The Department of Education’s Office of Federal Student Aid (FSA) partners with various entities that are involved primarily in supporting the repayment and collection of student loans. FSA shares a variety of personally identifiable information (PII) on borrowers with its non-school partners. This includes names, addresses, phone numbers, email addresses, Social Security numbers, and financial information.
Key practices for overseeing the protection of PII shared with non-federal entities include requiring (1) risk-based security and privacy controls, (2) independent assessments to ensure controls are effectively implemented, (3) corrective actions to address identified weaknesses in controls, and (4) ongoing monitoring of control status. FSA established oversight policies and procedures for loan servicers and private collection agencies that generally address these key practices.

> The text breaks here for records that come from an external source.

//! MFSS execution loop.
//!
//! # Algorithm
//!
//! 1. Seed the population with randomized greedy solutions.
//! 2. At each iteration:
//!    a. Take the `n_best` cheapest members as the elite set `Sn`
//!    b. Draw a base solution `B` and a reference group `Skn ⊆ Sn`
//!    c. Fix the facilities `Skn` agrees on most with `B`
//!    d. Let the optimizer solve the restricted problem within `τ`
//!    e. Accept the result only if its pattern is new and it strictly
//!       improves the best cost
//!    f. Grow `τ` after `stagnation_limit` iterations without acceptance
//! 3. Return the best solution after `max_iterations`.

use std::time::Duration;

use rand::rngs::StdRng;
use rand::seq::index;
use rand::{Rng, SeedableRng};
use tracing::{debug, info};

use super::config::{fixed_set_size, MfssConfig};
use super::fixed_set::build_fixed_set;
use super::population::Population;
use crate::error::TscflpError;
use crate::greedy::{GreedyConfig, GreedyConstructor};
use crate::model::{Instance, Solution};
use crate::optimizer::Optimizer;

/// Result of an MFSS run.
#[derive(Debug, Clone)]
pub struct MfssResult {
    /// The best solution found.
    pub best: Solution,

    /// Total number of search iterations.
    pub iterations: usize,

    /// Number of accepted (strictly improving) solutions.
    pub improvements: usize,

    /// Number of optimizer results whose pattern was already present.
    pub duplicates: usize,

    /// How many times the time budget was grown.
    pub time_limit_increases: usize,

    /// Time budget at the end of the run.
    pub final_time_limit: Duration,

    /// Final population, seeds first, then accepted solutions in order.
    pub population: Vec<Solution>,

    /// Best cost after seeding, then after every iteration.
    pub cost_history: Vec<f64>,
}

/// Executes the Matheuristic Fixed Set Search.
///
/// # Usage
///
/// ```
/// use std::time::Duration;
/// use u_facility::mfss::{MfssConfig, MfssRunner};
/// use u_facility::model::Instance;
/// use u_facility::optimizer::{ExactOptimizer, Optimizer};
///
/// let inst = Instance::new(
///     vec![120.0, 115.0, 110.0],
///     vec![300.0, 250.0, 250.0],
///     vec![60.0, 58.0, 55.0],
///     vec![220.0, 210.0, 200.0],
///     vec![90.0, 110.0, 100.0, 90.0],
///     vec![vec![10.0, 14.0, 16.0], vec![16.0, 12.0, 10.0], vec![11.0, 15.0, 18.0]],
///     vec![
///         vec![8.0, 9.0, 5.0, 11.0],
///         vec![6.0, 8.0, 10.0, 7.0],
///         vec![7.0, 9.0, 12.0, 6.0],
///     ],
/// )
/// .unwrap();
///
/// let config = MfssConfig::default()
///     .with_population_size(4)
///     .with_size_max(3)
///     .with_initial_time_limit(Duration::from_millis(100))
///     .with_max_iterations(10)
///     .with_seed(42);
///
/// let optimizer = ExactOptimizer::default();
/// let result = MfssRunner::run(&inst, &optimizer, &config).unwrap();
/// let optimum = optimizer.solve(&inst, None, None).unwrap();
/// assert!(result.best.cost >= optimum.cost - 1e-6);
/// assert_eq!(result.iterations, 10);
/// ```
pub struct MfssRunner;

impl MfssRunner {
    /// Runs MFSS with a generator seeded from `config.seed`.
    pub fn run<O>(
        instance: &Instance,
        optimizer: &O,
        config: &MfssConfig,
    ) -> Result<MfssResult, TscflpError>
    where
        O: Optimizer + ?Sized,
    {
        let mut rng = StdRng::seed_from_u64(config.seed.unwrap_or_else(rand::random));
        Self::run_with_rng(instance, optimizer, config, &mut rng)
    }

    /// Runs MFSS drawing all randomness (seeding and search) from `rng`.
    #[tracing::instrument(
        level = "debug",
        name = "mfss",
        skip_all,
        fields(max_iterations = config.max_iterations, size_max = config.size_max)
    )]
    pub fn run_with_rng<O, R>(
        instance: &Instance,
        optimizer: &O,
        config: &MfssConfig,
        rng: &mut R,
    ) -> Result<MfssResult, TscflpError>
    where
        O: Optimizer + ?Sized,
        R: Rng,
    {
        config.validate().map_err(TscflpError::InvalidConfig)?;

        let mut population = seed_population(instance, optimizer, config, rng)?;
        let mut best = population
            .best()
            .cloned()
            .ok_or_else(|| TscflpError::InvalidConfig("empty initial population".into()))?;
        info!(
            cost = best.cost,
            seeded = population.len(),
            "initial population built"
        );

        let size = fixed_set_size(instance.facility_count(), config.size_max);
        let mut tau = config.initial_time_limit;
        let mut stagnation = 0usize;
        let mut improvements = 0usize;
        let mut duplicates = 0usize;
        let mut time_limit_increases = 0usize;

        let mut cost_history = Vec::with_capacity(config.max_iterations + 1);
        cost_history.push(best.cost);

        for iteration in 0..config.max_iterations {
            let candidate = {
                let elite = population.elite(config.n_best);
                let base = elite[rng.random_range(0..elite.len())];

                let k = rng.random_range(2..=elite.len().max(2)).min(elite.len());
                let reference: Vec<&Solution> = index::sample(rng, elite.len(), k)
                    .into_iter()
                    .map(|idx| elite[idx])
                    .collect();

                let fixed = build_fixed_set(base, &reference, size, instance, rng);
                optimizer.solve(instance, Some(&fixed), Some(tau))?
            };

            if population.contains_pattern(&candidate) {
                duplicates += 1;
                stagnation += 1;
                debug!(iteration, cost = candidate.cost, "duplicate pattern discarded");
            } else if candidate.cost < best.cost - config.epsilon {
                info!(
                    iteration,
                    previous = best.cost,
                    cost = candidate.cost,
                    "improved solution"
                );
                best = candidate.clone();
                population.try_insert(candidate);
                improvements += 1;
                stagnation = 0;
            } else {
                stagnation += 1;
                debug!(iteration, cost = candidate.cost, "no improvement");
            }

            if stagnation >= config.stagnation_limit {
                tau = Duration::try_from_secs_f64(tau.as_secs_f64() * config.time_growth)
                    .unwrap_or(Duration::MAX);
                stagnation = 0;
                time_limit_increases += 1;
                info!(iteration, time_limit = ?tau, "stagnation, time limit increased");
            }

            cost_history.push(best.cost);
        }

        info!(
            cost = best.cost,
            improvements,
            duplicates,
            population = population.len(),
            "mfss finished"
        );

        Ok(MfssResult {
            best,
            iterations: config.max_iterations,
            improvements,
            duplicates,
            time_limit_increases,
            final_time_limit: tau,
            population: population.into_vec(),
            cost_history,
        })
    }
}

/// Builds `population_size` randomized greedy solutions; repeated
/// patterns are dropped.
fn seed_population<O, R>(
    instance: &Instance,
    optimizer: &O,
    config: &MfssConfig,
    rng: &mut R,
) -> Result<Population, TscflpError>
where
    O: Optimizer + ?Sized,
    R: Rng,
{
    let greedy = GreedyConfig::default().with_rcl_size(config.rcl_size);

    let seeds = construct_seeds(instance, optimizer, &greedy, config.population_size, rng)?;

    let mut population = Population::new();
    let mut rejected = 0usize;
    for solution in seeds {
        if !population.try_insert(solution) {
            rejected += 1;
        }
    }
    debug!(
        accepted = population.len(),
        rejected, "population seeded"
    );
    Ok(population)
}

#[cfg(not(feature = "parallel"))]
fn construct_seeds<O, R>(
    instance: &Instance,
    optimizer: &O,
    greedy: &GreedyConfig,
    n: usize,
    rng: &mut R,
) -> Result<Vec<Solution>, TscflpError>
where
    O: Optimizer + ?Sized,
    R: Rng,
{
    (0..n)
        .map(|_| GreedyConstructor::run(instance, optimizer, greedy, rng))
        .collect()
}

/// Parallel seeding: every construction gets its own generator, seeded
/// from `rng` in index order, so results do not depend on scheduling.
#[cfg(feature = "parallel")]
fn construct_seeds<O, R>(
    instance: &Instance,
    optimizer: &O,
    greedy: &GreedyConfig,
    n: usize,
    rng: &mut R,
) -> Result<Vec<Solution>, TscflpError>
where
    O: Optimizer + ?Sized,
    R: Rng,
{
    use rayon::prelude::*;

    let seeds: Vec<u64> = (0..n).map(|_| rng.random()).collect();
    seeds
        .into_par_iter()
        .map(|seed| {
            let mut local = StdRng::seed_from_u64(seed);
            GreedyConstructor::run(instance, optimizer, greedy, &mut local)
        })
        .collect()
}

However, the Government Accountability Office found, FSA exercises minimal oversight of lenders’ protection of student data.
FSA officials maintain that the lenders are subject to other legal and regulatory requirements for protecting customer data. However, GAO reports, FSA does not have a process for ensuring lenders are complying with these requirements, and thus lacks assurance that appropriate risk-based safeguards are being effectively implemented, tested, and monitored.
GAO was asked to review how FSA ensures the protection of PII by its non-school partners. The agency collected and reviewed FSA documentation, reports, policies, and procedures and compared FSA policies and procedures to four key practices included in federal guidance for overseeing the protection of PII by non-federal entities. GAO also interviewed FSA officials with responsibility for the oversight of non-school partners.
GAO is making six recommendations to FSA to ensure that its oversight of non-school partners addresses the four key practices for ensuring the protection of PII. FSA concurred with three of the recommendations, partially concurred with two, and did not concur with one. It also described actions planned or under way to implement four of the recommendations.